Copy each line of the records below, from the first through the one that contains "let mut expected_next = 1;", exactly as written.
BEGIN SUPPLIED RECORDS
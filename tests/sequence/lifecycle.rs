//! Full runs: ordering, protocol, statuses, and restart.

use super::*;
use fusebench_instrument::{Integration, MeterRange};
use fusebench_sequencer::{RunOutcome, SequenceError, SequenceState};

#[tokio::test(start_paused = true)]
async fn exact_meter_passes_every_case_in_order() {
    let (config, mut rx) = with_channel(SequencerConfig::builder().name("e2e"));
    let (orch, sources) = rig(ExactMeter::new(), config);

    let outcome = orch.start().await.unwrap();
    assert_eq!(outcome, RunOutcome::Completed);

    let events = drain(&mut rx);
    let results = results(&events);
    let names: Vec<_> = results.iter().map(|r| r.name().to_string()).collect();
    assert_eq!(
        names,
        vec!["Test_01", "Test_02", "Test_03", "Test_04", "Test_05", "Test_06", "Test_07", "Test_08"]
    );
    assert!(results.iter().all(|r| r.passed() && r.message() == "PASS"));

    let statuses = statuses(&events);
    assert_eq!(statuses.first().unwrap(), "Initializing test sequence");
    assert_eq!(statuses[1], "Starting test sequence (8 cases)");
    assert_eq!(statuses[2], "Running Test_01 (1/8)");
    assert_eq!(statuses.last().unwrap(), "All tests completed");

    assert_powered_down(&sources);
    assert_eq!(orch.state(), SequenceState::Completed);
}

#[tokio::test(start_paused = true)]
async fn status_for_each_case_precedes_its_result() {
    let (config, mut rx) = with_channel(SequencerConfig::builder());
    let (orch, _) = rig(ExactMeter::new(), config);
    orch.start().await.unwrap();

    let mut expected_next = 1;
    let mut pending: Option<String> = None;
    for event in drain(&mut rx) {
        match event {
            SequenceEvent::StatusChanged { text, .. } if text.starts_with("Running") => {
                assert!(pending.is_none(), "two cases started without a result");
                assert_eq!(text, format!("Running Test_{expected_next:02} ({expected_next}/8)"));
                pending = Some(format!("Test_{expected_next:02}"));
            }
            SequenceEvent::TestResultAvailable { result, .. } => {
                assert_eq!(Some(result.name().to_string()), pending.take());
                expected_next += 1;
            }
            _ => {}
        }
    }
    assert_eq!(expected_next, 9);
}

#[tokio::test(start_paused = true)]
async fn state_transitions_bracket_the_run() {
    let (config, mut rx) = with_channel(SequencerConfig::builder());
    let (orch, _) = rig(ExactMeter::new(), config);
    orch.start().await.unwrap();

    let events = drain(&mut rx);
    let transitions: Vec<_> = events
        .iter()
        .filter_map(|e| match e {
            SequenceEvent::StateTransition { from, to, .. } => Some((*from, *to)),
            _ => None,
        })
        .collect();
    assert_eq!(
        transitions,
        vec![
            (SequenceState::Idle, SequenceState::Running),
            (SequenceState::Running, SequenceState::Completed),
        ]
    );
    assert!(matches!(events.first(), Some(SequenceEvent::StateTransition { .. })));
    assert!(matches!(events.last(), Some(SequenceEvent::StateTransition { .. })));
}

#[tokio::test(start_paused = true)]
async fn each_case_programs_enables_and_powers_down() {
    let (orch, sources) = rig(ExactMeter::new(), SequencerConfig::default());
    orch.start().await.unwrap();

    // F1 is bit 0: inactive in even-indexed cases, driven in odd ones
    let f1 = sources[0].calls();
    assert_eq!(f1.len(), 8 * 4 + 2);
    assert_eq!(
        f1[0..4],
        [Call::SetVoltage(0.0), Call::Enable, Call::Disable, Call::SetVoltage(0.0)]
    );
    assert_eq!(
        f1[4..8],
        [Call::SetVoltage(24.0), Call::Enable, Call::Disable, Call::SetVoltage(0.0)]
    );
    // the run ends with one more power-down
    assert_eq!(f1[32..], [Call::Disable, Call::SetVoltage(0.0)]);

    // F3 is bit 2: driven only in cases 5..8
    let f3_setpoints: Vec<f64> = sources[2]
        .calls()
        .into_iter()
        .filter_map(|c| match c {
            Call::SetVoltage(v) if v > 0.0 => Some(v),
            _ => None,
        })
        .collect();
    assert_eq!(f3_setpoints, vec![24.0; 4]);
}

#[tokio::test(start_paused = true)]
async fn current_limit_is_programmed_before_voltage() {
    let config = SequencerConfig::builder().current_limit(0.05).build();
    let (orch, sources) = rig(ExactMeter::new(), config);
    orch.start().await.unwrap();

    for source in &sources {
        let calls = source.calls();
        assert_eq!(calls[0], Call::SetCurrentLimit(0.05));
        assert!(matches!(calls[1], Call::SetVoltage(_)));
        let limits = calls
            .iter()
            .filter(|c| matches!(c, Call::SetCurrentLimit(_)))
            .count();
        assert_eq!(limits, 8);
    }
}

#[tokio::test(start_paused = true)]
async fn meter_gets_range_by_magnitude_and_configured_integration() {
    let meter = Arc::new(ExactMeter::new());
    let sources = [FakeSource::new(), FakeSource::new(), FakeSource::new()];
    let config = SequencerConfig::builder()
        .integration(Integration::Nplc10)
        .build();
    let orch = SequenceOrchestrator::new(sources, Arc::clone(&meter), config);
    orch.start().await.unwrap();

    let reads = meter.reads();
    assert_eq!(reads.len(), 8);
    for ((label, range, integration), case) in reads.iter().zip(orch.cases()) {
        assert_eq!(label, case.name());
        assert_eq!(*integration, Integration::Nplc10);
        let expected = if case.expected_voltage() < 1.0 {
            MeterRange::Volts1
        } else {
            MeterRange::Volts10
        };
        assert_eq!(*range, expected);
    }
    // all fuses open: the full 3.3 V supply
    assert_eq!(reads[0].1, MeterRange::Volts10);
}

#[tokio::test(start_paused = true)]
async fn delays_are_applied_between_and_within_cases() {
    let (orch, _) = rig(ExactMeter::new(), SequencerConfig::default());
    let start = tokio::time::Instant::now();
    orch.start().await.unwrap();

    // 8 stabilization delays and 7 pauses; no pause after the last case
    let elapsed = start.elapsed();
    assert!(elapsed >= Duration::from_millis(8 * 100 + 7 * 300), "{elapsed:?}");
    assert!(elapsed < Duration::from_millis(8 * 100 + 8 * 300), "{elapsed:?}");
}

#[tokio::test(start_paused = true)]
async fn readings_outside_window_fail_with_message() {
    let (config, mut rx) = with_channel(SequencerConfig::builder().without_delays());
    let (orch, sources) = rig(ExactMeter::new().offset(0.5), config);

    assert_eq!(orch.start().await.unwrap(), RunOutcome::Completed);

    let results = results(&drain(&mut rx));
    assert_eq!(results.len(), 8);
    for result in &results {
        assert!(!result.passed());
        assert!(!result.is_error());
        assert!(result.message().starts_with("FAIL: expected "), "{}", result.message());
    }
    assert_eq!(
        results[0].message(),
        "FAIL: expected 3.300 V (3.229 to 3.371 V), measured 3.800 V"
    );
    assert_powered_down(&sources);
}

#[tokio::test(start_paused = true)]
async fn second_start_is_rejected_while_running() {
    let (config, mut rx) = with_channel(SequencerConfig::builder());
    let (orch, sources) = rig(ExactMeter::new(), config);

    let run = orch.spawn();
    while !orch.is_running() {
        tokio::task::yield_now().await;
    }
    let before = sources[0].calls().len();
    assert_eq!(orch.start().await.unwrap_err(), SequenceError::AlreadyRunning);
    assert_eq!(sources[0].calls().len(), before);

    assert_eq!(run.await.unwrap().unwrap(), RunOutcome::Completed);
    assert_eq!(results(&drain(&mut rx)).len(), 8);
}

#[tokio::test(start_paused = true)]
async fn orchestrator_can_run_again_after_completion() {
    let (config, mut rx) = with_channel(SequencerConfig::builder().without_delays());
    let (orch, _) = rig(ExactMeter::new(), config);

    orch.start().await.unwrap();
    orch.start().await.unwrap();

    let events = drain(&mut rx);
    assert_eq!(results(&events).len(), 16);
    let transitions: Vec<_> = events
        .iter()
        .filter_map(|e| match e {
            SequenceEvent::StateTransition { from, to, .. } => Some((*from, *to)),
            _ => None,
        })
        .collect();
    assert_eq!(transitions[2], (SequenceState::Completed, SequenceState::Running));
}

#[test]
fn case_list_is_available_before_any_run() {
    let (orch, _) = rig(ExactMeter::new(), SequencerConfig::default());
    let cases = orch.cases();
    assert_eq!(cases.len(), 8);
    assert_eq!(cases[0].expected_voltage(), 3.3);
    assert!(cases[1].fuse_states().f1);
    assert!(!cases[1].fuse_states().f2);
    let smallest = cases
        .iter()
        .map(|c| c.expected_voltage())
        .fold(f64::INFINITY, f64::min);
    assert_eq!(cases[7].expected_voltage(), smallest);
}

#[tokio::test(start_paused = true)]
async fn results_serialize_to_json_report() {
    let (config, mut rx) = with_channel(SequencerConfig::builder().name("report"));
    let (orch, _) = rig(ExactMeter::new().offset(0.5), config);
    orch.start().await.unwrap();

    let results = results(&drain(&mut rx));
    let report = serde_json::to_value(&results).unwrap();
    let first = &report[0];

    assert_eq!(first["test_case"]["name"], "Test_01");
    assert_eq!(first["test_case"]["fuse_states"]["f1"], false);
    assert_eq!(first["test_case"]["expected_voltage"], 3.3);
    assert_eq!(first["measured_voltage"], 3.8);
    assert_eq!(first["passed"], false);
    assert!(first["message"].as_str().unwrap().starts_with("FAIL:"));

    let state = serde_json::to_value(orch.state()).unwrap();
    assert_eq!(state, "Completed");
}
END SUPPLIED RECORDS
• COMPLETED TASK
filename tests/sequence/lifecycle.rs
//! Full runs: ordering, protocol, statuses, and restart.

use super::*;
use fusebench_instrument::{Integration, MeterRange};
use fusebench_sequencer::{RunOutcome, SequenceError, SequenceState};

#[tokio::test(start_paused = true)]
async fn exact_meter_passes_every_case_in_order() {
    let (config, mut rx) = with_channel(SequencerConfig::builder().name("e2e"));
    let (orch, sources) = rig(ExactMeter::new(), config);

    let outcome = orch.start().await.unwrap();
    assert_eq!(outcome, RunOutcome::Completed);

    let events = drain(&mut rx);
    let results = results(&events);
    let names: Vec<_> = results.iter().map(|r| r.name().to_string()).collect();
    assert_eq!(
        names,
        vec!["Test_01", "Test_02", "Test_03", "Test_04", "Test_05", "Test_06", "Test_07", "Test_08"]
    );
    assert!(results.iter().all(|r| r.passed() && r.message() == "PASS"));

    let statuses = statuses(&events);
    assert_eq!(statuses.first().unwrap(), "Initializing test sequence");
    assert_eq!(statuses[1], "Starting test sequence (8 cases)");
    assert_eq!(statuses[2], "Running Test_01 (1/8)");
    assert_eq!(statuses.last().unwrap(), "All tests completed");

    assert_powered_down(&sources);
    assert_eq!(orch.state(), SequenceState::Completed);
}

#[tokio::test(start_paused = true)]
async fn status_for_each_case_precedes_its_result() {
    let (config, mut rx) = with_channel(SequencerConfig::builder());
    let (orch, _) = rig(ExactMeter::new(), config);
    orch.start().await.unwrap();

    let mut expected_next = 1;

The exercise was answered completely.